What We Do in the Shadows
(SPOILERS) The persistent problem of the mockumentary is sustaining its premise. There’s a reason This is Spinal Tap is the unassailable high water mark, because the subgenre lends itself too readily unfocussed improvisation and narrative. How many respected but forgettable Christopher Guest ensemble vehicles are there? A random collection of scenes stuffed together, even if they are mostly funny, can quickly become tiresome or listless. What We Do in the Shadows, a New Zealand fly-on-the-wall about centenarian flat-sharing vampires, is wisely short, snappy and well-versed in the genre it is riffing on, but it comes at a point where the spoof doc has all but run its course. It’s difficult to do anything interesting with the form, and What We Do in the Shadows doesn’t; it’s content to wit-quicked but is only occasionally inspired.
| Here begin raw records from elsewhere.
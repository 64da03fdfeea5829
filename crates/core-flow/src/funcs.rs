//! Declared-function discovery: the set of names carrying a
//! `.type NAME,@function` directive, and the exported subset also named by
//! a `.globl`. Control-flow analysis consults the declared set to
//! distinguish intra-unit labels from external calls; exported functions
//! are never considered dead.

use std::collections::HashSet;

use core_line::{patterns, Line};

#[derive(Debug, Default, Clone)]
pub struct DeclaredFunctions {
    declared: HashSet<String>,
    globals: HashSet<String>,
}

impl DeclaredFunctions {
    pub fn scan(lines: &[Line]) -> DeclaredFunctions {
        let mut declared = HashSet::new();
        let mut globals = HashSet::new();
        for line in lines {
            if let Some(caps) = patterns::TYPE_FUNCTION.captures(line.text()) {
                declared.insert(caps[1].to_string());
            } else if let Some(caps) = patterns::GLOBL.captures(line.text()) {
                globals.insert(caps[1].to_string());
            }
        }
        DeclaredFunctions { declared, globals }
    }

    pub fn is_declared(&self, name: &str) -> bool {
        self.declared.contains(name)
    }

    /// Declared and exported: visible outside the translation unit.
    pub fn is_exported(&self, name: &str) -> bool {
        self.declared.contains(name) && self.globals.contains(name)
    }

    pub fn len(&self) -> usize {
        self.declared.len()
    }

    pub fn is_empty(&self) -> bool {
        self.declared.is_empty()
    }
}

#[cfg(test)]
mod tests {
    use super::*;

    #[test]
    fn scans_type_and_globl() {
        let lines: Vec<Line> = [
            "\t.globl main",
            "\t.type main,@function",
            "main:",
            "\trts",
            "\t.size main,.-main",
            "\t.type helper,@function",
            "helper:",
            "\trts",
        ]
        .iter()
        .map(|t| Line::new(*t))
        .collect();
        let funcs = DeclaredFunctions::scan(&lines);
        assert!(funcs.is_declared("main"));
        assert!(funcs.is_declared("helper"));
        assert!(funcs.is_exported("main"));
        assert!(!funcs.is_exported("helper"));
        assert!(!funcs.is_declared("rts"));
    }
}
Shadows is the long-gestating (getting on for a decade) brainchild of Jemaine Clement and Taiki Waititi. Post-Flight of the Conchords (in which Waititi made a solitary appearance) the former has etched himself out a reliable career as a supporting player (and voice) in a series of Hollywood pictures. Most identifiably in Men in Black III, but his vocals have been rightly recognised as something to be celebrated, hence cherishably evil Nigel in the Rio pictures.
Clement also starred in Eagle vs Shark, Waititi’s first feature, an oddball romance that was much acclaimed but I found merely so-so. Waititi’s the weak link here performance-wise; he’s not a disgrace or anything (his continued inability to avoid hitting a main artery of his victims, so ruining mealtime, gets several bloody laughs), and no one here has the sheer presence of Clement (Vlad, 862 years old). But nor is Waititi’s dandy Viago (379) as memorable as Jonathan Brugh’s Deacon (183) or Ben Fransham’s Nosferatu-like Petyr (8,000). He’s not even as notable as the humans, Nick (Cori Gonzalez-Macuer, who becomes a vampire and can’t stop blabbing about it; “I’m the main guy in Twilight”)) and Stu (Stu Rutherford, whom the other vampires like much more than Nick once he has been turned, and who eventually becomes a werewolf).
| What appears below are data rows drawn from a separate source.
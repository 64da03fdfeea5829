//! Named regular expressions shared across the engine. Every syntactic
//! recognition the passes need funnels through this table so each GAS
//! idiom is spelled exactly once.

use std::sync::LazyLock;

use regex::Regex;

/// `label:` at the start of a line.
pub static LABEL: LazyLock<Regex> =
    LazyLock::new(|| Regex::new(r"^([A-Za-z_.$][A-Za-z0-9_.$]*):").unwrap());

/// Compiler-local numeric label definition `0:`..`9:`.
pub static NUMERIC_LABEL: LazyLock<Regex> = LazyLock::new(|| Regex::new(r"^([0-9]):").unwrap());

/// Numeric label reference `0f`/`0b`..`9f`/`9b` as a whole operand.
pub static NUMERIC_LABEL_REF: LazyLock<Regex> =
    LazyLock::new(|| Regex::new(r"^([0-9])([fb])$").unwrap());

/// `.type name,@function`
pub static TYPE_FUNCTION: LazyLock<Regex> = LazyLock::new(|| {
    Regex::new(r"^\.type\s+([A-Za-z_.$][A-Za-z0-9_.$]*)\s*,\s*@function").unwrap()
});

/// `.globl name` / `.global name`
pub static GLOBL: LazyLock<Regex> =
    LazyLock::new(|| Regex::new(r"^\.globa?l\s+([A-Za-z_.$][A-Za-z0-9_.$]*)").unwrap());

/// `.size name,...`
pub static SIZE_DIRECTIVE: LazyLock<Regex> =
    LazyLock::new(|| Regex::new(r"^\.size\s+([A-Za-z_.$][A-Za-z0-9_.$]*)").unwrap());

/// Mnemonic with optional `.b/.w/.l/.s` suffix and the operand tail.
pub static MNEMONIC: LazyLock<Regex> =
    LazyLock::new(|| Regex::new(r"^([a-z]+)(?:\.([bwls]))?(?:\s+(.*))?$").unwrap());

/// `d(%sp...` — sp-relative displacement, prefix syntax (with or without
/// a trailing index part).
pub static SP_DISP_PREFIX: LazyLock<Regex> =
    LazyLock::new(|| Regex::new(r"(-?\d+)\(%sp").unwrap());

/// `(d,%sp...` — sp-relative displacement, comma syntax.
pub static SP_DISP_COMMA: LazyLock<Regex> =
    LazyLock::new(|| Regex::new(r"\((-?\d+),%sp").unwrap());

/// Alternative pc-relative syntax `%pc@(disp,%dN:s)`.
pub static PC_AT: LazyLock<Regex> =
    LazyLock::new(|| Regex::new(r"%pc@\(([^,()]+),%([da][0-7]):([wl])\)").unwrap());

/// `%fp` register alias.
pub static FP_ALIAS: LazyLock<Regex> = LazyLock::new(|| Regex::new(r"%fp\b").unwrap());

/// Long index width inside an indexed mode: `...,%xN.l)`.
pub static INDEX_LONG: LazyLock<Regex> =
    LazyLock::new(|| Regex::new(r"((?:\(|,)%a[0-7],%[da][0-7])\.l\)").unwrap());

/// Redundant parentheses around a bare symbol in a jump/call/pea operand.
pub static PAREN_SYMBOL: LazyLock<Regex> =
    LazyLock::new(|| Regex::new(r"^\(([A-Za-z_.$][A-Za-z0-9_.$+-]*)\)$").unwrap());

/// Redundant parentheses inside an immediate: `#(expr)`.
pub static PAREN_IMMEDIATE: LazyLock<Regex> =
    LazyLock::new(|| Regex::new(r"^#\(([^()]*)\)$").unwrap());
Yes, the werewolves (not swearwolves). They are led by Conchords regular Rhys Darby as Anton. Anton’s an amusingly unlikely werewolf pack leader, since Darby is trotting out his accustomed turn. Aton is wholly anal, and more akin to a line manager than someone apt to tear one limb from limb. The vampires vs werewolves sequences are a rich source of comedy (“We’re just about to walk past some werewolves, so some shit might go down”; “Please don’t lick anything or pee on anything” they are asked on entering the vampire home). The biggest laugh has police blame a poor dog for a werewolf dismemberment spree (“Look at what you did”).
As expected, the vampire gags mostly come down to contrasting the mundanity of everyday existence with the quirks of blood sucking. Deacon never does the washing up, like an unruly student. Petyr leaves a mess on the basement floor (including a spinal column). There is a general reluctance to put down newspaper or towels before feeding, and Vlad “tended to torture when I was in a bad place”.
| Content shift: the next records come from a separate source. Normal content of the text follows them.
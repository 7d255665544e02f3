//! Word lists for Wordle solving
//!
//! The `Vocabulary` pairs the ordered list of legal guesses with the ordered
//! subset of words that can be the secret. It is read-only once built and can
//! be shared by reference between any number of games.

mod embedded;
pub mod loader;

pub use embedded::{ALLOWED, ALLOWED_COUNT, ANSWERS, ANSWERS_COUNT};

use crate::core::{WORD_LENGTH, Word};
use crate::error::WordleError;
use log::info;
use rustc_hash::FxHashSet;

/// Legal guesses plus the answer subset
#[derive(Debug, Clone)]
pub struct Vocabulary {
    words: Vec<Word>,
    answers: Vec<Word>,
    legal: FxHashSet<Word>,
}

impl Vocabulary {
    /// Create a vocabulary from guess words and answer words
    ///
    /// Both lists keep their order; answer order decides guess tie-breaks.
    ///
    /// # Errors
    /// Returns `InconsistentConstruction` naming the first answer that is not a legal guess.
    ///
    /// # Examples
    /// ```
    /// use wordle_frequency::wordlists::{Vocabulary, loader::words_from_slice};
    ///
    /// let words = words_from_slice(&["abcde", "edcba", "aaaaa"]);
    /// let answers = words_from_slice(&["abcde", "edcba"]);
    /// assert!(Vocabulary::new(words.clone(), answers).is_ok());
    ///
    /// let stray = words_from_slice(&["zzzzz"]);
    /// assert!(Vocabulary::new(words, stray).is_err());
    /// ```
    pub fn new(words: Vec<Word>, answers: Vec<Word>) -> Result<Self, WordleError> {
        let legal: FxHashSet<Word> = words.iter().cloned().collect();

        if let Some(missing) = answers.iter().find(|a| !legal.contains(*a)) {
            return Err(WordleError::InconsistentConstruction {
                missing: missing.text().to_string(),
            });
        }

        info!(
            "vocabulary ready: {} guesses, {} answers",
            words.len(),
            answers.len()
        );

        Ok(Self {
            words,
            answers,
            legal,
        })
    }

    /// Use the same words as both guesses and answers
    #[must_use]
    pub fn from_words(words: Vec<Word>) -> Self {
        let legal = words.iter().cloned().collect();
        Self {
            answers: words.clone(),
            words,
            legal,
        }
    }

    /// The vocabulary compiled into the binary
    ///
    /// # Errors
    /// Returns `InconsistentConstruction` if the embedded lists disagree.
    pub fn embedded() -> Result<Self, WordleError> {
        Self::new(loader::words_from_slice(ALLOWED), loader::words_from_slice(ANSWERS))
    }

    /// All legal guesses, in order
    #[inline]
    #[must_use]
    pub fn words(&self) -> &[Word] {
        &self.words
    }

    /// Words that can be the secret, in order
    #[inline]
    #[must_use]
    pub fn answers(&self) -> &[Word] {
        &self.answers
    }

    /// Check whether `word` may be guessed
    #[inline]
    #[must_use]
    pub fn is_legal_guess(&self, word: &Word) -> bool {
        self.legal.contains(word)
    }

    /// Letters per word
    #[inline]
    #[must_use]
    pub const fn word_length(&self) -> usize {
        WORD_LENGTH
    }
}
Vlad was turned at 16, accounting for his appearance (“of course, in those days life was rough for a 16 year old”). Deacon “was a Nazi vampire” (surely a reference toi recent Nazi zombie movies). There’s a delight in self-delusion (“When you are a vampire, you become very sexy”) and the damp squib limits of their extraordinary powers (they can make spaghetti appear like live worms – “we stole that from The Lost Boys” – , but not chips, as it “only works with things that already look like worms”), and Spinal Tap-esque clueless logic (“We’re the bait, but we’re also the trap”). On a night on the town, they have to ask bouncers to invite them into bars. Child vampires are asked “You going to kill some perverts?”
The main sequence, The Unholy Masquerade, is a ball attended by vampires, witches and zombies (“Are you predeceased?” Stu is asked). It isn’t as creative as the previous vignettes, although the twist that the Beast (“She prefers ‘Pauline’”) is an ex-girlfriend of Vlad’s is amusing.
Effects are mostly effective, and funny (which is more important). The flying sequences are used to highlight the more uncontrollable aspects of flying harnesses, while the transformations into bats are nippy. Vlad’s half-change into a cat (with his own face) is suitably silly/creepy, but the werewolves are wholly on-a-budget glimpses. Elsewhere, Nick vomiting torrents of blood after eating a solitary chip is more in your Apatow vein of bodily function humour.
The picture is rarely more than thirty seconds from a laugh, but it’s nevertheless unable to escape from the fact that it is structured in piecemeal fashion; it’s always very evident how scenes have been conceived, constructed and edited, so What We Do in the Shadows, despite being consistently chucklesome, ends up wearing its conception on its sleeve in a manner This is Spinal Tap avoids.